Intellectual impairment accompanies obese adolescents who have type 2 diabetes, according to a study reported earlier this year. When obese adolescents with type 2 diabetes were compared to other obese kids (matched for age, ethnicity and socioeconomic background), who did not have any prediabetic condition, the first group showed a marked difference in intellectual functioning.
Thus, it’s easy to rule out the social stigma of being obese, or a junk food diet, on the difference in cognitive abilities. The variable in this study was the type 2 diabetes. The study was conducted by researchers at NYU Langone Medical Center.
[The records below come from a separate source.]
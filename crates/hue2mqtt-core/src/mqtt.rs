// ── MQTT link ──
//
// Broker-facing half of the orchestrator: one task drives the rumqttc
// event loop (connection lifecycle + inbound control messages), one
// task drains the publish queue through the change cache. The two
// tasks share nothing with the hub side except channels, so either
// connection can fail and recover without touching the other.

use std::sync::Arc;

use rumqttc::{
    AsyncClient, Event, EventLoop, LastWill, MqttOptions, Packet, TlsConfiguration, Transport,
};
use secrecy::ExposeSecret;
use tokio::sync::mpsc;
use tokio_util::sync::CancellationToken;
use tracing::{debug, info, warn};

use hue2mqtt_api::{backoff_delay, ReconnectConfig};

use crate::cache::MessageCache;
use crate::config::{MqttSettings, TopicSettings};
use crate::model::BridgeStatus;
use crate::queue::PublishQueue;
use crate::topic::{self, PublicationKind};

const CLIENT_CHANNEL_CAPACITY: usize = 100;

/// One message received from the broker.
#[derive(Debug, Clone)]
pub struct InboundMessage {
    pub topic: String,
    pub payload: Vec<u8>,
}

// ── Client construction ──────────────────────────────────────────────

fn mqtt_options(settings: &MqttSettings, topics: &TopicSettings) -> MqttOptions {
    let mut options = MqttOptions::new(
        settings.client_id.clone(),
        settings.host.clone(),
        settings.port,
    );
    options.set_keep_alive(settings.keep_alive);

    if let Some(credentials) = &settings.credentials {
        options.set_credentials(
            credentials.username.clone(),
            credentials.password.expose_secret(),
        );
    }

    if settings.enable_tls {
        options.set_transport(Transport::Tls(TlsConfiguration::Simple {
            ca: Vec::new(),
            alpn: None,
            client_auth: None,
        }));
    }

    // The broker reports the bridge offline on an ungraceful death.
    let offline = topic::encode_status(&BridgeStatus::offline(), topics);
    options.set_last_will(LastWill::new(
        offline.topic,
        offline.payload,
        settings.qos,
        settings.retain,
    ));

    options
}

/// Create the broker client and its event loop.
pub fn build_client(settings: &MqttSettings, topics: &TopicSettings) -> (AsyncClient, EventLoop) {
    AsyncClient::new(mqtt_options(settings, topics), CLIENT_CHANNEL_CAPACITY)
}

// ── Event loop task ──────────────────────────────────────────────────

/// Drive the broker connection.
///
/// (Re)subscribes the control-topic filters on every `ConnAck` and
/// forwards inbound publishes to the command path. Connection errors
/// back off and re-poll -- rumqttc reconnects on the next poll.
pub async fn event_loop_task(
    mut event_loop: EventLoop,
    client: AsyncClient,
    topics: TopicSettings,
    settings: MqttSettings,
    inbound_tx: mpsc::Sender<InboundMessage>,
    reconnect: ReconnectConfig,
    cancel: CancellationToken,
) {
    let mut attempt: u32 = 0;

    loop {
        tokio::select! {
            biased;
            _ = cancel.cancelled() => break,
            polled = event_loop.poll() => match polled {
                Ok(Event::Incoming(Packet::ConnAck(_))) => {
                    info!("connected to MQTT broker");
                    attempt = 0;

                    let filters = [
                        format!("{}/light/+/set", topics.prefix),
                        format!("{}/group/+/set", topics.prefix),
                    ];
                    for filter in filters {
                        if let Err(e) = client.subscribe(filter.clone(), settings.qos).await {
                            warn!(topic = %filter, error = %e, "subscribe request failed");
                        }
                    }
                }
                Ok(Event::Incoming(Packet::Publish(publish))) => {
                    let message = InboundMessage {
                        topic: publish.topic.clone(),
                        payload: publish.payload.to_vec(),
                    };
                    if inbound_tx.send(message).await.is_err() {
                        debug!("command channel closed, stopping MQTT event loop");
                        break;
                    }
                }
                Ok(_) => {}
                Err(e) => {
                    warn!(error = %e, attempt, "MQTT connection error");
                    let delay = backoff_delay(attempt, &reconnect);
                    tokio::select! {
                        biased;
                        _ = cancel.cancelled() => break,
                        () = tokio::time::sleep(delay) => {}
                    }
                    attempt = attempt.saturating_add(1);
                }
            }
        }
    }

    debug!("MQTT event loop exiting");
}

// ── Publisher task ───────────────────────────────────────────────────

/// Drain the publish queue through the change cache.
///
/// Device payloads are deduplicated; status payloads always go out.
/// The cache records a payload once it is handed to the client, which
/// is as close to "published" as QoS 0 gets and matches the configured
/// QoS semantics for 1 and 2 (the event loop handles the acks).
pub async fn publisher_task(
    client: AsyncClient,
    queue: Arc<PublishQueue>,
    mut cache: MessageCache,
    settings: MqttSettings,
    cancel: CancellationToken,
) {
    loop {
        let publication = tokio::select! {
            biased;
            _ = cancel.cancelled() => break,
            publication = queue.pop() => publication,
        };

        let deduplicated = publication.kind == PublicationKind::Device;
        if deduplicated && !cache.should_publish(&publication.topic, &publication.payload) {
            debug!(topic = %publication.topic, "suppressed unchanged payload");
            continue;
        }

        match client
            .publish(
                publication.topic.clone(),
                settings.qos,
                settings.retain,
                publication.payload.clone(),
            )
            .await
        {
            Ok(()) => {
                if deduplicated {
                    cache.record(&publication.topic, &publication.payload);
                }
            }
            Err(e) => {
                // Request channel gone means the event loop is gone.
                warn!(topic = %publication.topic, error = %e, "publish request failed");
                break;
            }
        }
    }

    debug!("publisher exiting");
}

// ── Shutdown flush ───────────────────────────────────────────────────

/// Best-effort final offline status, bounded so shutdown cannot hang
/// on a dead broker.
pub async fn flush_offline_status(
    client: &AsyncClient,
    topics: &TopicSettings,
    settings: &MqttSettings,
) {
    let offline = topic::encode_status(&BridgeStatus::offline(), topics);
    let publish = client.publish(offline.topic, settings.qos, settings.retain, offline.payload);

    match tokio::time::timeout(std::time::Duration::from_secs(2), publish).await {
        Ok(Ok(())) => debug!("final offline status flushed"),
        Ok(Err(e)) => warn!(error = %e, "final offline status not delivered"),
        Err(_) => warn!("final offline status timed out"),
    }
}

// ── Tests ────────────────────────────────────────────────────────────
In addition to the diminished cognitive abilities that were discovered, the researchers also found subtle abnormalities in the brains of the obese adolescents with the type 2 diabetes. These abnormalities showed up via MRI.
“This is the first study that shows that children with type 2 diabetes have more cognitive dysfunction and brain abnormalities than equally obese children who did not yet have marked metabolic dysregulation from their obesity, ” says Antonio Convit, MD. He continues, “The findings are significant because they indicate that insulin resistance from obesity is lowering children’s cognitive performance, which may be affecting their ability to perform well in school.” Dr. Convit is a professor of Psychiatry and Medicine at New York University Langone Medical Center and the Nathan S. Kline Institute for Psychiatric Research.
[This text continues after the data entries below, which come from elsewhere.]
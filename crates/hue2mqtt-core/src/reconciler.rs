// ── State reconciler ──
//
// Single writer of the canonical device table. Consumes the hub
// message stream strictly in arrival order: a full snapshot on every
// (re)connect replaces the table wholesale, incremental events merge
// into one device at a time. Each change yields the publication set
// for exactly the devices it touched.
//
// Other components never see the table directly -- the command path
// gets point-in-time identity snapshots through an `ArcSwap` handle.

use std::collections::HashMap;
use std::sync::Arc;

use arc_swap::ArcSwap;
use serde_json::Value;
use tracing::{debug, info, warn};

use hue2mqtt_api::{FullState, Handshake, HubEvent};

use crate::config::{TopicScheme, TopicSettings};
use crate::model::{is_virtual_sensor, BridgeStatus, Category, Device};
use crate::topic::{self, Publication};

// ── Messages ─────────────────────────────────────────────────────────

/// Everything the hub connection reports, in arrival order.
#[derive(Debug)]
pub enum HubMessage {
    /// Handshake completed and a full snapshot was fetched.
    Connected {
        handshake: Handshake,
        snapshot: FullState,
    },
    /// One incremental device change.
    Event(HubEvent),
    /// The hub connection dropped.
    Disconnected,
}

// ── Sync state ───────────────────────────────────────────────────────

#[derive(Debug, Clone, Copy, PartialEq, Eq)]
pub enum SyncState {
    Disconnected,
    Syncing,
    Live,
}

// ── Identity index ───────────────────────────────────────────────────

/// Point-in-time map from (category, topic identity) to hub-local id,
/// for resolving inbound control topics. Sensors are read-only and
/// deliberately absent.
#[derive(Debug, Default)]
pub struct DeviceIndex {
    entries: HashMap<(Category, String), String>,
}

impl DeviceIndex {
    pub fn resolve(&self, category: Category, identity: &str) -> Option<&str> {
        self.entries
            .get(&(category, identity.to_owned()))
            .map(String::as_str)
    }

    pub(crate) fn insert(&mut self, category: Category, identity: String, id: String) {
        self.entries.insert((category, identity), id);
    }

    pub fn len(&self) -> usize {
        self.entries.len()
    }

    pub fn is_empty(&self) -> bool {
        self.entries.is_empty()
    }
}

// ── Reconciler ───────────────────────────────────────────────────────

pub struct Reconciler {
    settings: TopicSettings,
    devices: HashMap<(Category, String), Device>,
    state: SyncState,
    index: Arc<ArcSwap<DeviceIndex>>,
    dropped_events: u64,
    skipped_virtual: u64,
}

impl Reconciler {
    pub fn new(settings: TopicSettings) -> Self {
        Self {
            settings,
            devices: HashMap::new(),
            state: SyncState::Disconnected,
            index: Arc::new(ArcSwap::from_pointee(DeviceIndex::default())),
            dropped_events: 0,
            skipped_virtual: 0,
        }
    }

    /// Shared handle to the identity index for the command path.
    pub fn index_handle(&self) -> Arc<ArcSwap<DeviceIndex>> {
        Arc::clone(&self.index)
    }

    pub fn state(&self) -> SyncState {
        self.state
    }

    pub fn device_count(&self) -> usize {
        self.devices.len()
    }

    /// Events dropped for referencing unknown devices or carrying
    /// unusable bodies.
    pub fn dropped_events(&self) -> u64 {
        self.dropped_events
    }

    /// Process one hub message and return the publications it requires.
    pub fn handle(&mut self, message: HubMessage) -> Vec<Publication> {
        match message {
            HubMessage::Connected {
                handshake,
                snapshot,
            } => self.apply_snapshot(&handshake, snapshot),
            HubMessage::Event(event) => self.apply_event(&event),
            HubMessage::Disconnected => self.apply_disconnect(),
        }
    }

    // ── Snapshot path ────────────────────────────────────────────────

    fn apply_snapshot(&mut self, handshake: &Handshake, snapshot: FullState) -> Vec<Publication> {
        self.state = SyncState::Syncing;
        self.devices.clear();

        self.ingest_table(Category::Light, snapshot.lights);
        self.ingest_table(Category::Group, snapshot.groups);
        self.ingest_table(Category::Sensor, snapshot.sensors);

        self.rebuild_index();

        // Status first, then one publication set per device in a
        // deterministic order.
        let mut publications = vec![topic::encode_status(
            &BridgeStatus::online(handshake.bridge.clone()),
            &self.settings,
        )];

        let mut keys: Vec<_> = self.devices.keys().cloned().collect();
        keys.sort();
        for key in keys {
            let device = &self.devices[&key];
            publications.extend(self.encode_device(device));
        }

        self.state = SyncState::Live;
        info!(
            devices = self.devices.len(),
            skipped_virtual = self.skipped_virtual,
            "snapshot applied"
        );
        publications
    }

    fn ingest_table(&mut self, category: Category, table: HashMap<String, Value>) {
        for (id, raw) in table {
            if category == Category::Sensor && is_virtual_sensor(&raw) {
                debug!(%id, "ignoring virtual sensor");
                self.skipped_virtual += 1;
                continue;
            }
            match Device::from_raw(category, &id, &raw) {
                Ok(device) => {
                    self.devices.insert((category, id), device);
                }
                Err(e) => {
                    warn!(%category, %id, error = %e, "unusable device body in snapshot");
                }
            }
        }
    }

    // ── Incremental path ─────────────────────────────────────────────

    fn apply_event(&mut self, event: &HubEvent) -> Vec<Publication> {
        let category = Category::from(event.resource);
        let key = (category, event.id.clone());

        let Some(device) = self.devices.get_mut(&key) else {
            // Unknown ids are routine: virtual sensors are filtered out
            // of the table but still produce events.
            self.dropped_events += 1;
            debug!(%category, id = %event.id, "event for untracked device dropped");
            return Vec::new();
        };

        if let Err(e) = device.apply_change(event.state.as_ref(), event.attr.as_ref()) {
            self.dropped_events += 1;
            warn!(%category, id = %event.id, error = %e, "unusable event body dropped");
            return Vec::new();
        }

        // A rename moves the device's topics under the name scheme.
        if event.attr.is_some() && self.settings.scheme == TopicScheme::Name {
            self.rebuild_index();
        }

        let device = &self.devices[&key];
        self.encode_device(device)
    }

    fn apply_disconnect(&mut self) -> Vec<Publication> {
        self.state = SyncState::Disconnected;
        info!("hub disconnected, canonical state retained");
        vec![topic::encode_status(
            &BridgeStatus::offline(),
            &self.settings,
        )]
    }

    // ── Shared ───────────────────────────────────────────────────────

    fn encode_device(&self, device: &Device) -> Vec<Publication> {
        match topic::encode(device, &self.settings) {
            Ok(publications) => publications,
            Err(e) => {
                warn!(error = %e, "skipping unaddressable device");
                Vec::new()
            }
        }
    }

    fn rebuild_index(&mut self) {
        let mut index = DeviceIndex::default();
        for ((category, id), device) in &self.devices {
            if *category == Category::Sensor {
                continue;
            }
            if let Ok(identity) = topic::identity(device, self.settings.scheme) {
                index.insert(*category, identity, id.clone());
            }
        }
        self.index.store(Arc::new(index));
    }
}

// ── Tests ────────────────────────────────────────────────────────────

#[cfg(test)]
mod tests {
    use pretty_assertions::assert_eq;
    use serde_json::json;

    use hue2mqtt_api::{BridgeInfo, Resource};

    use crate::topic::PublicationKind;

    use super::*;

    fn handshake() -> Handshake {
        Handshake {
            bridge: BridgeInfo {
                name: "Test Bridge".into(),
                mac_address: "00:11:22:33:44:55".into(),
                api_version: "1.16.0".into(),
            },
            event_port: Some(4443),
        }
    }

    fn snapshot() -> FullState {
        serde_json::from_value(json!({
            "lights": {
                "1": { "name": "Desk", "uniqueid": "aa:01", "state": { "on": true, "bri": 100 } },
                "2": { "name": "Shelf", "uniqueid": "aa:02", "state": { "on": false } }
            },
            "groups": {
                "1": { "name": "Office", "lights": ["1", "2"],
                       "state": { "any_on": true, "all_on": false } }
            },
            "sensors": {
                "1": { "name": "Daylight", "type": "Daylight", "state": { "daylight": true } },
                "5": { "name": "Hall switch", "uniqueid": "bb:05",
                       "productname": "Dimmer switch", "state": { "buttonevent": 1002 } }
            }
        }))
        .unwrap()
    }

    fn reconciler() -> Reconciler {
        Reconciler::new(TopicSettings::default())
    }

    #[test]
    fn snapshot_publishes_status_then_every_device() {
        let mut r = reconciler();
        let pubs = r.handle(HubMessage::Connected {
            handshake: handshake(),
            snapshot: snapshot(),
        });

        assert_eq!(r.state(), SyncState::Live);
        assert_eq!(pubs[0].topic, "hue2mqtt/status");
        assert_eq!(pubs[0].kind, PublicationKind::Status);
        // 2 lights + 1 group + 1 physical sensor.
        assert_eq!(pubs.len(), 5);
        assert_eq!(r.device_count(), 4);
    }

    #[test]
    fn virtual_sensor_never_reaches_a_topic() {
        let mut r = reconciler();
        let pubs = r.handle(HubMessage::Connected {
            handshake: handshake(),
            snapshot: snapshot(),
        });

        assert!(!pubs.iter().any(|p| p.payload.contains("Daylight")));

        // Events for the filtered sensor are dropped, not resurrected.
        let dropped = r.handle(HubMessage::Event(HubEvent {
            resource: Resource::Sensors,
            id: "1".into(),
            state: Some(json!({ "daylight": false })),
            attr: None,
        }));
        assert!(dropped.is_empty());
        assert_eq!(r.dropped_events(), 1);
    }

    #[test]
    fn replaying_a_snapshot_is_idempotent() {
        let mut r = reconciler();
        let first = r.handle(HubMessage::Connected {
            handshake: handshake(),
            snapshot: snapshot(),
        });
        let second = r.handle(HubMessage::Connected {
            handshake: handshake(),
            snapshot: snapshot(),
        });

        assert_eq!(first, second);
        assert_eq!(r.device_count(), 4);
    }

    #[test]
    fn event_merges_and_republishes_one_device() {
        let mut r = reconciler();
        r.handle(HubMessage::Connected {
            handshake: handshake(),
            snapshot: snapshot(),
        });

        let pubs = r.handle(HubMessage::Event(HubEvent {
            resource: Resource::Lights,
            id: "1".into(),
            state: Some(json!({ "bri": 254 })),
            attr: None,
        }));

        assert_eq!(pubs.len(), 1);
        assert_eq!(pubs[0].topic, "hue2mqtt/light/aa:01");
        let body: Value = serde_json::from_str(&pubs[0].payload).unwrap();
        // Merged: changed key updated, untouched key kept.
        assert_eq!(body["state"], json!({ "on": true, "bri": 254 }));
    }

    #[test]
    fn unknown_device_event_is_counted_not_fatal() {
        let mut r = reconciler();
        r.handle(HubMessage::Connected {
            handshake: handshake(),
            snapshot: snapshot(),
        });

        let pubs = r.handle(HubMessage::Event(HubEvent {
            resource: Resource::Lights,
            id: "99".into(),
            state: Some(json!({ "on": true })),
            attr: None,
        }));
        assert!(pubs.is_empty());
        assert_eq!(r.dropped_events(), 1);
    }

    #[test]
    fn disconnect_flips_status_offline_and_keeps_state() {
        let mut r = reconciler();
        r.handle(HubMessage::Connected {
            handshake: handshake(),
            snapshot: snapshot(),
        });

        let pubs = r.handle(HubMessage::Disconnected);
        assert_eq!(r.state(), SyncState::Disconnected);
        assert_eq!(pubs.len(), 1);
        assert_eq!(pubs[0].kind, PublicationKind::Status);
        assert_eq!(pubs[0].payload, r#"{"online":false}"#);
        // Last-known-good table survives for the next sync.
        assert_eq!(r.device_count(), 4);
    }

    #[test]
    fn rename_moves_topics_under_name_scheme() {
        let mut r = Reconciler::new(TopicSettings {
            scheme: TopicScheme::Name,
            ..TopicSettings::default()
        });
        r.handle(HubMessage::Connected {
            handshake: handshake(),
            snapshot: snapshot(),
        });

        let index = r.index_handle();
        assert_eq!(
            index.load().resolve(Category::Light, "desk"),
            Some("1")
        );

        let pubs = r.handle(HubMessage::Event(HubEvent {
            resource: Resource::Lights,
            id: "1".into(),
            state: None,
            attr: Some(json!({ "name": "Standing desk" })),
        }));

        assert_eq!(pubs[0].topic, "hue2mqtt/light/standing desk");
        assert_eq!(index.load().resolve(Category::Light, "desk"), None);
        assert_eq!(
            index.load().resolve(Category::Light, "standing desk"),
            Some("1")
        );
    }

    #[test]
    fn index_excludes_sensors() {
        let mut r = reconciler();
        r.handle(HubMessage::Connected {
            handshake: handshake(),
            snapshot: snapshot(),
        });

        let index = r.index_handle();
        assert_eq!(index.load().resolve(Category::Light, "aa:01"), Some("1"));
        assert_eq!(index.load().resolve(Category::Group, "1"), Some("1"));
        assert_eq!(index.load().resolve(Category::Sensor, "bb:05"), None);
    }
}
The study involved 18 adolescents with obesity and type 2 diabetes. This group had diminished performance in tests that measured their overall intellectual functions, and also spelling and memory. The brain abnormalities involved the white matter of the brain. Dr. Convit believes that these findings are indicative of the abnormal biochemistry that comes with type 2 diabetes.
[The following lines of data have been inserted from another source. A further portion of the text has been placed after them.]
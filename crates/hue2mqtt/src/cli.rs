use std::path::PathBuf;

use clap::Parser;

#[derive(Debug, Parser)]
#[command(
    name = "hue2mqtt",
    version,
    about = "Bidirectional bridge between a Hue-compatible hub and an MQTT broker"
)]
pub struct Cli {
    /// Path to the configuration file (default: ./hue2mqtt.toml,
    /// then /etc/hue2mqtt.toml).
    #[arg(short, long, value_name = "FILE")]
    pub config: Option<PathBuf>,

    /// Increase log verbosity (-v: debug, -vv: trace).
    #[arg(short, long, action = clap::ArgAction::Count)]
    pub verbose: u8,

    /// Register a new application key with the hub at HOST and exit.
    /// Press the hub's link button first.
    #[arg(long, value_name = "HOST")]
    pub discover: Option<String>,
}

#[cfg(test)]
mod tests {
    use clap::CommandFactory;

    use super::*;

    #[test]
    fn cli_definition_is_consistent() {
        Cli::command().debug_assert();
    }

    #[test]
    fn discover_takes_a_host() {
        let cli = Cli::parse_from(["hue2mqtt", "--discover", "192.168.0.2"]);
        assert_eq!(cli.discover.as_deref(), Some("192.168.0.2"));
    }
}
Type 2 diabetes used to be commonly referred to as adult onset diabetes, because it used to be rare in children. It’s now become so common among youth, that the condition is now referred to as just type 2 diabetes.
Risk factors for children developing this disease include obesity and overweight; lack of exercise; and a diet rich in white sugar and high fructose corn syrup, plus processed foods (which often contain high fructose corn syrup and white sugar). What you think is a healthy frozen dinner may actually contain these nasty ingredients.
It’s up to parents to take measures to prevent situations that can cause brain abnormalities and reduction in intellectual performance in their kids: Limit sugary and processed foods; mandate daily exercise; limit TV and computer time; set an example by being physically active yourself.